Innerhalb der ITK-Welt bleibt Google wie in den Vorjahren der mit Abstand beliebteste Arbeitgeber. Mehr als jeder zweite IT-Professional sieht im Internet-Konzern seinen Traumarbeitgeber. Das ist auch in anderen Ländern so, wie die über zwei Millionen Bewerbungen belegen, die Google jedes Jahr erhält. "Großer Gewinner in diesem Jahr ist aber Microsoft", sagt Trendence-Chef Koch. Der Softwarekonzern konnte die Anzahl derer, die für ihn arbeiten würden, um 50 Prozent erhöhen. Jeden Dritten, der in der ITK-Branche arbeiten will, zieht es zu Microsoft. Über ein deutliches Plus darf sich auch SAP freuen, das Rang drei belegt.
59.000 Euro im Jahr
Young Professionals mit akademischer Ausbildung erhalten im Schnitt ein Gehalt von 60.300 Euro brutto im Jahr. Die höchsten Gehälter zahlt die Automobilindustrie, die niedrigsten bekommen Mitarbeiter im öffentlichen Dienst. Das Durchschnittsgehalt der befragten Young Professionals in der ITK liegt bei 59.000 Euro brutto pro Jahr, was im Vergleich zum Vorjahr ein Plus von 4800 Euro darstellt. Zugleich sinkt die Arbeitsbelastung leicht: Haben Young Professionals 2016 in der ITK noch durchschnittlich 43,6 Stunden pro Woche gearbeitet, sind es jetzt noch 43,2 Wochenstunden.
Ein höheres Gehalt ist vor allem für diejenigen wichtig, die über ausgeprägtes digitales Wissen verfügen und schon heute häufiger mit Projekt- oder Budgetverantwortung betraut sind als ihre Kollegen. "Sie streben bereits im Studium nach Führungsaufgaben.

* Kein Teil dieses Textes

impl<B: Connector> SessionRegistry<B> {
    pub fn builder(connector: B) -> SessionRegistryBuilder<B> {
        SessionRegistryBuilder {
            connector,
            strategies: StrategyRegistry::new(),
            candidates: None,
            timeouts: Timeouts::default(),
        }
    }

    pub fn timeouts(&self) -> Timeouts {
        self.inner.timeouts
    }

    pub fn connector(&self) -> &B {
        &self.inner.connector
    }

    /// The active session with this id.
    pub fn session(&self, session_id: &str) -> Option<SharedSession<B>> {
        self.inner.active_session(session_id)
    }

    pub fn session_ids(&self) -> Vec<String> {
        self.inner.sessions.iter().map(|e| e.key().clone()).collect()
    }

    pub fn len(&self) -> usize {
        self.inner.sessions.len()
    }

    pub fn is_empty(&self) -> bool {
        self.inner.sessions.is_empty()
    }

    // ------------------------------------------------------------------
    // Create
    // ------------------------------------------------------------------

    /// Open a session, or return the active one with the same parameters.
    ///
    /// Connecting runs in a spawned task. If the deadline passes first the
    /// caller gets a timeout, but the task still registers the session when
    /// it completes so the connection is not orphaned.
    pub async fn create_session(&self, params: ConnectionParams) -> ExplorerResult<SessionCreated> {
        let session_id = session_id_for(&params)?;

        if let Some(existing) = self.inner.active_session(&session_id) {
            tracing::debug!(session_id = %session_id, "reusing active session");
            return Ok(self.inner.created(&existing, true));
        }

        let timeout = self.inner.timeouts.create_session;
        let task = tokio::spawn(self.inner.clone().open_session(session_id.clone(), params));

        let outcome = match tokio::time::timeout(timeout, task).await {
            Ok(Ok(result)) => result,
            Ok(Err(join)) => Err(ExplorerError::from(join)),
            Err(_) => Err(ExplorerError::timeout("session creation", timeout)),
        };

        match outcome {
            Ok((session, reused)) => Ok(self.inner.created(&session, reused)),
            Err(err) => {
                tracing::warn!(session_id = %session_id, error = %err, "session creation failed");
                self.inner.emit(ExplorerEvent::SessionCreated {
                    session_id,
                    success: false,
                    root_node: None,
                    error_message: Some(err.to_string()),
                });
                Err(err)
            }
        }
    }

    // ------------------------------------------------------------------
    // Expand / refresh
    // ------------------------------------------------------------------

    /// Children of the node at `node_path`, populating it if needed.
    ///
    /// Never fails: unknown sessions and paths yield an empty response, and
    /// timeouts yield the node's current children with a message.
    pub async fn expand(&self, session_id: &str, node_path: &str, force_refresh: bool) -> ExpandResponse {
        self.expand_with_filter(session_id, node_path, force_refresh, None)
            .await
    }

    /// Repopulate the node at `node_path`.
    pub async fn refresh(&self, session_id: &str, node_path: &str) -> ExpandResponse {
        self.expand(session_id, node_path, true).await
    }

    /// [`expand`](Self::expand) restricted to children whose name contains
    /// `name_filter` (case-insensitive).
    pub async fn expand_with_filter(
        &self,
        session_id: &str,
        node_path: &str,
        force_refresh: bool,
        name_filter: Option<&str>,
    ) -> ExpandResponse {
        let Some(session) = self.inner.active_session(session_id) else {
            tracing::debug!(session_id, path = node_path, "expand for unknown session");
            return ExpandResponse::empty(session_id, node_path);
        };
        let Some(node) = tree::find_node(session.root(), node_path) else {
            tracing::debug!(session_id, path = node_path, "expand for unknown path");
            return ExpandResponse::empty(session_id, node_path);
        };

        let response = self
            .inner
            .expand_node(&session, &node, force_refresh, name_filter)
            .await;
        self.inner
            .emit(ExplorerEvent::ExpandCompleted(response.clone()));
        response
    }

    // ------------------------------------------------------------------
    // Close
    // ------------------------------------------------------------------

    /// Remove a session and release its connection. Unknown ids succeed.
    ///
    /// The session leaves the map first, so concurrent expands see it as
    /// unknown. In-flight populations are cancelled and given
    /// `close_timeout` to hand back the connection before it is released.
    pub async fn close_session(&self, session_id: &str) -> bool {
        let Some((_, session)) = self.inner.sessions.remove(session_id) else {
            tracing::debug!(session_id, "close for unknown session");
            return true;
        };

        session.set_state(SessionState::Closing);
        session.cancel();

        let timeout = self.inner.timeouts.close;
        if !session.binding().drain(timeout).await {
            tracing::warn!(
                session_id,
                timeout = ?timeout,
                "in-flight expansions did not finish before close"
            );
        }
        session.binding().close();

        self.inner.release(&session).await;
        session.set_state(SessionState::Removed);
        tracing::info!(session_id, "session closed");
        self.inner.emit(ExplorerEvent::SessionClosed {
            session_id: session_id.to_string(),
        });
        true
    }

    /// Close every session concurrently.
    pub async fn shutdown(&self) {
        let ids = self.session_ids();
        let closes = ids.iter().map(|id| self.close_session(id));
        futures::future::join_all(closes).await;
    }

    // ------------------------------------------------------------------
    // Find
    // ------------------------------------------------------------------

    /// Nodes matching a find request, expanding the tree along candidate
    /// paths as needed. Unknown kinds and sessions find nothing.
    pub async fn find_nodes(&self, request: &FindNodesRequest) -> Vec<NodeInfo> {
        let kind = match NodeKind::from_str(&request.kind) {
            Ok(kind) => kind,
            Err(err) => {
                tracing::debug!(error = %err, "find for unknown kind");
                return Vec::new();
            }
        };
        let Some(session) = self.inner.active_session(&request.session_id) else {
            tracing::debug!(session_id = %request.session_id, "find for unknown session");
            return Vec::new();
        };

        let root = session.root().clone();
        let root_path = root.path();
        let expander = SessionExpander {
            inner: self.inner.clone(),
            session: session.clone(),
        };

        let mut seen = HashSet::new();
        let mut found = Vec::new();
        for relative in self.inner.candidates.candidates(kind, request) {
            let target = path::join(&root_path, &relative);
            let Some(node) = tree::resolve(&root, &target, Some(&expander)).await else {
                continue;
            };
            if node.kind() == kind && seen.insert(node.path()) {
                found.push(NodeInfo::from_node(&node));
            }
        }

        tracing::debug!(
            session_id = %request.session_id,
            kind = %kind,
            found = found.len(),
            "find completed"
        );
        found
    }
}

impl<B: Connector> Inner<B> {
    fn active_session(&self, session_id: &str) -> Option<SharedSession<B>> {
        self.sessions
            .get(session_id)
            .map(|entry| entry.value().clone())
            .filter(|session| session.is_active())
    }

    fn emit(&self, event: ExplorerEvent) {
        if let Some(events) = &self.events {
            // A dropped receiver only means nobody is listening.
            let _ = events.send(event);
        }
    }

    fn created(&self, session: &SharedSession<B>, reused: bool) -> SessionCreated {
        let root_node = NodeInfo::from_node(session.root());
        self.emit(ExplorerEvent::SessionCreated {
            session_id: session.id().to_string(),
            success: true,
            root_node: Some(root_node.clone()),
            error_message: None,
        });
        SessionCreated {
            session_id: session.id().to_string(),
            root_node,
            reused,
        }
    }

    /// Connect, build the root and register. Returns the registered session
    /// and whether it already existed.
    async fn open_session(
        self: Arc<Self>,
        session_id: String,
        params: ConnectionParams,
    ) -> ExplorerResult<(SharedSession<B>, bool)> {
        let connection = self.connector.connect(&params).await?;

        let server_name = self.connector.server_name(&params);
        let platform = self.connector.platform(&params, &connection);
        let root = TreeNode::root(
            server_name.clone(),
            Some(ObjectMetadata::new("Server", server_name)),
        );
        let session = Arc::new(Session::new(session_id.clone(), params, root, connection, platform));

        let existing = match self.sessions.entry(session_id.clone()) {
            Entry::Occupied(entry) => Some(entry.get().clone()),
            Entry::Vacant(entry) => {
                session.set_state(SessionState::Active);
                entry.insert(session.clone());
                None
            }
        };

        if let Some(existing) = existing {
            tracing::debug!(session_id = %session_id, "session opened concurrently, dropping duplicate");
            self.release(&session).await;
            session.set_state(SessionState::Removed);
            return Ok((existing, true));
        }

        tracing::info!(session_id = %session_id, server = %session.params().server, "session created");
        Ok((session, false))
    }

    /// Disconnect once, however many paths reach here.
    async fn release(&self, session: &Session<B::Connection>) {
        if session.mark_released() {
            self.connector
                .disconnect(session.binding().connection())
                .await;
        }
    }

    async fn expand_node(
        self: &Arc<Self>,
        session: &SharedSession<B>,
        node: &Arc<TreeNode>,
        refresh: bool,
        name_filter: Option<&str>,
    ) -> ExpandResponse {
        let node_path = node.path();
        let (children, failure) = match self.populate(session, node, refresh, name_filter).await {
            Ok(children) => (children, None),
            Err(err) => {
                tracing::warn!(
                    session_id = %session.id(),
                    path = %node_path,
                    error = %err,
                    "expand degraded to current children"
                );
                (node.children(), Some(err.to_string()))
            }
        };

        let error_message = match (node.error_message(), failure) {
            (Some(strategy), Some(failure)) => Some(format!("{}\n{}", strategy, failure)),
            (strategy, failure) => strategy.or(failure),
        };
        session.set_last_error(error_message.clone());

        ExpandResponse {
            session_id: session.id().to_string(),
            node_path,
            nodes: children.iter().map(|child| NodeInfo::from_node(child)).collect(),
            error_message,
        }
    }

    /// Run the locked, bounded population of one node.
    async fn populate(
        self: &Arc<Self>,
        session: &SharedSession<B>,
        node: &Arc<TreeNode>,
        refresh: bool,
        name_filter: Option<&str>,
    ) -> ExplorerResult<Vec<Arc<TreeNode>>> {
        if node.is_leaf() {
            return Ok(Vec::new());
        }

        let timeout = self.timeouts.expand;
        let deadline = Instant::now() + timeout;

        let lock = node.population_lock();
        let guard = tokio::time::timeout(timeout, lock.lock_owned())
            .await
            .map_err(|_| ExplorerError::timeout("node lock", timeout))?;

        // Whoever held the lock may have just populated this node.
        if !refresh && node.has_reusable_children(name_filter) {
            return Ok(node.children());
        }

        let bound = session
            .binding()
            .acquire(deadline.saturating_duration_since(Instant::now()))
            .await?;

        let inner = self.clone();
        let session_task = session.clone();
        let node_task = node.clone();
        let filter = name_filter.map(str::to_string);
        let cancel = session.population_token();
        let task_cancel = cancel.clone();

        let task = tokio::spawn(async move {
            let _guard = guard;
            let ctx = PopulateContext {
                strategies: &inner.strategies,
                connection: &*bound,
                platform: session_task.platform(),
                include_system_objects: inner
                    .connector
                    .include_system_objects(session_task.params(), node_task.kind()),
            };
            if refresh {
                node_task.refresh(&ctx, filter.as_deref(), &task_cancel).await
            } else {
                node_task.expand(&ctx, filter.as_deref(), &task_cancel).await
            }
        });

        match tokio::time::timeout_at(deadline, task).await {
            Ok(Ok(_)) if cancel.is_cancelled() => {
                Err(ExplorerError::SessionClosed(session.id().to_string()))
            }
            Ok(Ok(children)) => Ok(children),
            Ok(Err(join)) => Err(ExplorerError::from(join)),
            Err(_) => Err(ExplorerError::timeout("expand", timeout)),
        }
    }
}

Dieser Ehrgeiz und das erworbene Know-how werden belohnt", sagt Koch. 43 Prozent der Befragten ordnen sich dieser Gruppe der "Digitals" zu. Sie erwarten nicht nur höhere Gehälter von Arbeitgebern, sondern auch viel Eigenverantwortung sowie ein flexibles, ortsunabhängiges Arbeiten mit agilen Methoden.